The years pass, and yet I still know little about Jimmy beyond his cursed teeth. The Atlantic separates us. The little knowledge I have of him comes out of the stories told by visiting uncles.

“I was 16 years old the first time I flew in a plane,” says my uncle Gerald, the youngest of Jimmy’s children. “As we’re about to go on, Dad suddenly tells me that near the end of the war, planes were assembled so quick and carelessly that most of them fell completely apart on take off. I’ve been a nervous wreck on flights ever since.”

Jimmy rarely spoke of the war. His sons have only a few small anecdotes of his experiences. “Like the time I introduced him to Sue,” his son Chris says, recounting the first time Jimmy met his future daughter-in-law.

“And whereabouts are you from?” Jimmy asked Sue.

She named a small town in northern France.

“Oh yes,” he said. “I was there once. Back in the early ‘40s.”

She was surprised. Her Norman hometown was far off the tourist track. What was he doing all the way out there?

He shrugged absently. “Bombing it from the sky.”

* * *

I return to England over a decade later and tour the Imperial War Museum in London with the Kevin, the eldest son. He points out a replica of a Lancaster, the bomber plane Jimmy served in. “He once told me how everyone in the plane would be chatting and smoking as they flew over the Channel, laughing like they didn’t have a care in the world,” Kevin says. “Then the pilot would shout out from the front – twenty minutes to target! – and all of the boys in the back would fall utterly silent.”

Jimmy was positioned in the rear turret, an exposed glass dome that hung from the tail of the plane.
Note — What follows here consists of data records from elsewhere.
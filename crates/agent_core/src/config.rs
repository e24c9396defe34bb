//! Widget configuration: defaults, then `me-agent.toml`, then environment.

use std::{fs, path::Path};

use anyhow::Context;
use serde::{Deserialize, Serialize};
use shared::domain::{Environment, SupportedNetwork};
use tracing::warn;
use url::Url;

use crate::{error::AgentError, views::OfferLinks};

pub const DEFAULT_CONFIG_FILE: &str = "me-agent.toml";

#[derive(Debug, Clone, PartialEq, Eq, Serialize, Deserialize)]
#[serde(default)]
pub struct MeAgentConfig {
    pub partner_id: String,
    pub environment: Environment,
    pub network: SupportedNetwork,
    /// Id of the host element the widget mounts into.
    pub container_id: String,
    pub callback_url: String,
    pub locale: String,
}

impl Default for MeAgentConfig {
    fn default() -> Self {
        Self {
            partner_id: String::new(),
            environment: Environment::Production,
            network: SupportedNetwork::Ethereum,
            container_id: "me-agent".into(),
            callback_url: String::new(),
            locale: "en-US".into(),
        }
    }
}

impl MeAgentConfig {
    pub fn validate(&self) -> Result<(), AgentError> {
        if self.partner_id.trim().is_empty() {
            return Err(AgentError::Config("partner_id must not be empty".into()));
        }
        if self.container_id.trim().is_empty() {
            return Err(AgentError::Config("container_id must not be empty".into()));
        }
        if self.locale.trim().is_empty() {
            return Err(AgentError::Config("locale must not be empty".into()));
        }
        self.callback()?;
        Ok(())
    }

    pub fn callback(&self) -> Result<Url, AgentError> {
        let url = Url::parse(self.callback_url.trim()).map_err(|err| {
            AgentError::Config(format!("callback_url '{}': {err}", self.callback_url))
        })?;
        match url.scheme() {
            "http" | "https" => Ok(url),
            other => Err(AgentError::Config(format!(
                "callback_url must be http(s), got scheme '{other}'"
            ))),
        }
    }

    pub fn offer_links(&self) -> Result<OfferLinks, AgentError> {
        let callback = self.callback()?;
        OfferLinks::new(
            self.environment,
            callback.as_str(),
            self.partner_id.clone(),
            self.locale.clone(),
        )
    }
}

/// Loads configuration from `path` (or [`DEFAULT_CONFIG_FILE`] if it exists)
/// and applies `ME_AGENT_*` / `APP__*` environment overrides.
pub fn load_config(path: Option<&Path>) -> anyhow::Result<MeAgentConfig> {
    let mut config = match path {
        Some(path) => read_config_file(path)?,
        None if Path::new(DEFAULT_CONFIG_FILE).exists() => {
            read_config_file(Path::new(DEFAULT_CONFIG_FILE))?
        }
        None => MeAgentConfig::default(),
    };
    apply_env_overrides(&mut config, |key| std::env::var(key).ok());
    Ok(config)
}

fn read_config_file(path: &Path) -> anyhow::Result<MeAgentConfig> {
    let raw = fs::read_to_string(path)
        .with_context(|| format!("failed to read config file '{}'", path.display()))?;
    toml::from_str(&raw)
        .with_context(|| format!("failed to parse config file '{}'", path.display()))
}

/// Later keys win, so `APP__*` overrides `ME_AGENT_*`.
pub fn apply_env_overrides(config: &mut MeAgentConfig, lookup: impl Fn(&str) -> Option<String>) {
    let read = |suffix: &str| {
        [format!("ME_AGENT_{suffix}"), format!("APP__{suffix}")]
            .iter()
            .filter_map(|key| lookup(key.as_str()))
            .last()
    };

    if let Some(v) = read("PARTNER_ID") {
        config.partner_id = v;
    }
    if let Some(v) = read("CONTAINER_ID") {
        config.container_id = v;
    }
    if let Some(v) = read("CALLBACK_URL") {
        config.callback_url = v;
    }
    if let Some(v) = read("LOCALE") {
        config.locale = v;
    }
    if let Some(v) = read("ENVIRONMENT") {
        match v.parse::<Environment>() {
            Ok(environment) => config.environment = environment,
            Err(err) => warn!(error = %err, "ignoring environment override"),
        }
    }
    if let Some(v) = read("NETWORK") {
        match v.parse::<SupportedNetwork>() {
            Ok(network) => config.network = network,
            Err(err) => warn!(error = %err, "ignoring network override"),
        }
    }
}

#[cfg(test)]
#[path = "tests/config_tests.rs"]
mod tests;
The turret was uninsulated and unheated; the gunner had to wear an electrically heated suit to prevent frostbite. I climb into the Lancaster replica, through its fuselage, and drop down into the gunner’s nest. I try to imagine what it must have been like, waiting here, shivering, alone with my thoughts and my machine guns. I try to envision black clouds of flak detonating around me. I lean forward and listen for the whistle of falling bombs. I try to imagine what it felt like to be Jimmy, but can’t.

* * *

By the time I’m old enough to appreciate that there’s more to Jimmy than false teeth, it’s too late. Another stroke destroys his memory.

“Remember the time I came to Vancouver for Expo?”

It’s the third time he’s told me the story today. I look across the living room to the man who once dangled in a frozen glass bubble twenty thousand feet in the air. There’s no chance of recovering the experience. Born in a generation that didn’t worship the individual, his experiences were never recorded in a diary, or a movie, or a blog. His memories die as his neurons do.

“I can tell you everything that happened a decade or two ago,” he tells me. “But everything else…”

What about fifty years ago?

“Nothing,” he says. “Were you here yesterday?”

Yes, I tell him. And earlier this morning.

“Oh. I see,” he says, polishing off his glass of Guinness.